### Task brief
Copy out every line of the data that follows, exactly.
** Opening Materials provided block **
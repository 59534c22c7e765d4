//! Manifest collection: scan a channel directory and load each plugin's
//! declared manifest.
//!
//! A plugin directory `P` contributes a manifest only when it contains
//! `P/P.json`. Directories without one (partial uploads, stray folders) are
//! skipped silently.

use std::collections::BTreeMap;
use std::path::{Path, PathBuf};

use serde_json::Value;
use tracing::{debug, info, instrument, warn};

use pluginmaster_shared::{PluginManifest, PluginMasterError, Result, fields};

/// A manifest together with the directory it was loaded from.
#[derive(Debug, Clone)]
pub struct CollectedPlugin {
    /// Directory the manifest was found in.
    pub dir: PathBuf,
    /// The declared manifest, untouched.
    pub manifest: PluginManifest,
}

/// Collected manifests keyed by `InternalName`.
pub type ManifestMap = BTreeMap<String, CollectedPlugin>;

/// Load every plugin manifest under `channel_dir`.
///
/// Directories are visited in lexicographic order of their names. A second
/// directory declaring an `InternalName` that was already collected fails the
/// run with [`PluginMasterError::DuplicatePlugin`].
#[instrument(skip_all, fields(channel_dir = %channel_dir.display()))]
pub fn collect_manifests(channel_dir: &Path) -> Result<ManifestMap> {
    let mut manifests = ManifestMap::new();

    for dir_name in plugin_dir_names(channel_dir)? {
        let dir = channel_dir.join(&dir_name);
        let manifest_path = dir.join(format!("{dir_name}.json"));
        if !manifest_path.is_file() {
            debug!(dir = %dir.display(), "no manifest, skipping");
            continue;
        }

        info!(plugin = %dir_name, "found plugin");
        let manifest = read_manifest(&manifest_path)?;
        let internal_name = manifest
            .internal_name()
            .ok_or_else(|| PluginMasterError::missing_field(&dir_name, fields::INTERNAL_NAME))?
            .to_string();

        if internal_name != dir_name {
            warn!(
                plugin = %internal_name,
                dir = %dir_name,
                "InternalName differs from directory name"
            );
        }

        if let Some(existing) = manifests.get(&internal_name) {
            return Err(PluginMasterError::DuplicatePlugin {
                internal_name,
                first: existing.dir.clone(),
                second: dir,
            });
        }

        manifests.insert(internal_name, CollectedPlugin { dir, manifest });
    }

    info!(count = manifests.len(), "manifest collection complete");
    Ok(manifests)
}

/// Read and parse a single manifest file. The top level must be an object.
pub fn read_manifest(path: &Path) -> Result<PluginManifest> {
    let content = std::fs::read_to_string(path).map_err(|e| PluginMasterError::io(path, e))?;
    let value: Value = serde_json::from_str(&content)
        .map_err(|e| PluginMasterError::parse(path, e.to_string()))?;

    match value {
        Value::Object(map) => Ok(PluginManifest::from(map)),
        other => Err(PluginMasterError::parse(
            path,
            format!("expected a JSON object, found {}", json_kind(&other)),
        )),
    }
}

/// Names of the entries directly under `channel_dir`, sorted.
fn plugin_dir_names(channel_dir: &Path) -> Result<Vec<String>> {
    let entries =
        std::fs::read_dir(channel_dir).map_err(|e| PluginMasterError::io(channel_dir, e))?;

    let mut names = Vec::new();
    for entry in entries {
        let entry = entry.map_err(|e| PluginMasterError::io(channel_dir, e))?;
        match entry.file_name().into_string() {
            Ok(name) => names.push(name),
            Err(raw) => warn!(name = ?raw, "skipping non UTF-8 directory name"),
        }
    }
    names.sort();
    Ok(names)
}

fn json_kind(value: &Value) -> &'static str {
    match value {
        Value::Null => "null",
        Value::Bool(_) => "a boolean",
        Value::Number(_) => "a number",
        Value::String(_) => "a string",
        Value::Array(_) => "an array",
        Value::Object(_) => "an object",
    }
}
** Closing Materials provided block **
### Your solution
repository 59534c22c7e765d4
//! Manifest collection: scan a channel directory and load each plugin's
//! declared manifest.
//!
//! A plugin directory `P` contributes a manifest only when it contains
//! `P/P.json`. Directories without one (partial uploads, stray folders) are
//! skipped silently.

use std::collections::BTreeMap;
use std::path::{Path, PathBuf};

use serde_json::Value;
use tracing::{debug, info, instrument, warn};

use pluginmaster_shared::{PluginManifest, PluginMasterError, Result, fields};

/// A manifest together with the directory it was loaded from.
#[derive(Debug, Clone)]
pub struct CollectedPlugin {
    /// Directory the manifest was found in.
    pub dir: PathBuf,
    /// The declared manifest, untouched.
    pub manifest: PluginManifest,
}

/// Collected manifests keyed by `InternalName`.
pub type ManifestMap = BTreeMap<String, CollectedPlugin>;

/// Load every plugin manifest under `channel_dir`.
///
/// Directories are visited in lexicographic order of their names. A second
/// directory declaring an `InternalName` that was already collected fails the
/// run with [`PluginMasterError::DuplicatePlugin`].
#[instrument(skip_all, fields(channel_dir = %channel_dir.display()))]
pub fn collect_manifests(channel_dir: &Path) -> Result<ManifestMap> {
    let mut manifests = ManifestMap::new();

    for dir_name in plugin_dir_names(channel_dir)? {
        let dir = channel_dir.join(&dir_name);
        let manifest_path = dir.join(format!("{dir_name}.json"));
        if !manifest_path.is_file() {
            debug!(dir = %dir.display(), "no manifest, skipping");
            continue;
        }

        info!(plugin = %dir_name, "found plugin");
        let manifest = read_manifest(&manifest_path)?;
        let internal_name = manifest
            .internal_name()
            .ok_or_else(|| PluginMasterError::missing_field(&dir_name, fields::INTERNAL_NAME))?
            .to_string();

        if internal_name != dir_name {
            warn!(
                plugin = %internal_name,
                dir = %dir_name,
                "InternalName differs from directory name"
            );
        }

        if let Some(existing) = manifests.get(&internal_name) {
            return Err(PluginMasterError::DuplicatePlugin {
                internal_name,
                first: existing.dir.clone(),
                second: dir,
            });
        }

        manifests.insert(internal_name, CollectedPlugin { dir, manifest });
    }

    info!(count = manifests.len(), "manifest collection complete");
    Ok(manifests)
}

/// Read and parse a single manifest file. The top level must be an object.
pub fn read_manifest(path: &Path) -> Result<PluginManifest> {
    let content = std::fs::read_to_string(path).map_err(|e| PluginMasterError::io(path, e))?;
    let value: Value = serde_json::from_str(&content)
        .map_err(|e| PluginMasterError::parse(path, e.to_string()))?;

    match value {
        Value::Object(map) => Ok(PluginManifest::from(map)),
        other => Err(PluginMasterError::parse(
            path,
            format!("expected a JSON object, found {}", json_kind(&other)),
        )),
    }
}

/// Names of the entries directly under `channel_dir`, sorted.
fn plugin_dir_names(channel_dir: &Path) -> Result<Vec<String>> {
    let entries =
        std::fs::read_dir(channel_dir).map_err(|e| PluginMasterError::io(channel_dir, e))?;

    let mut names = Vec::new();
    for entry in entries {
        let entry = entry.map_err(|e| PluginMasterError::io(channel_dir, e))?;
        match entry.file_name().into_string() {
            Ok(name) => names.push(name),
            Err(raw) => warn!(name = ?raw, "skipping non UTF-8 directory name"),
        }
    }
    names.sort();
    Ok(names)
}

fn json_kind(value: &Value) -> &'static str {
    match value {
        Value::Null => "null",
        Value::Bool(_) => "a boolean",
        Value::Number(_) => "a number",
        Value::String(_) => "a string",
        Value::Array(_) => "an array",
        Value::Object(_) => "an object",
    }
}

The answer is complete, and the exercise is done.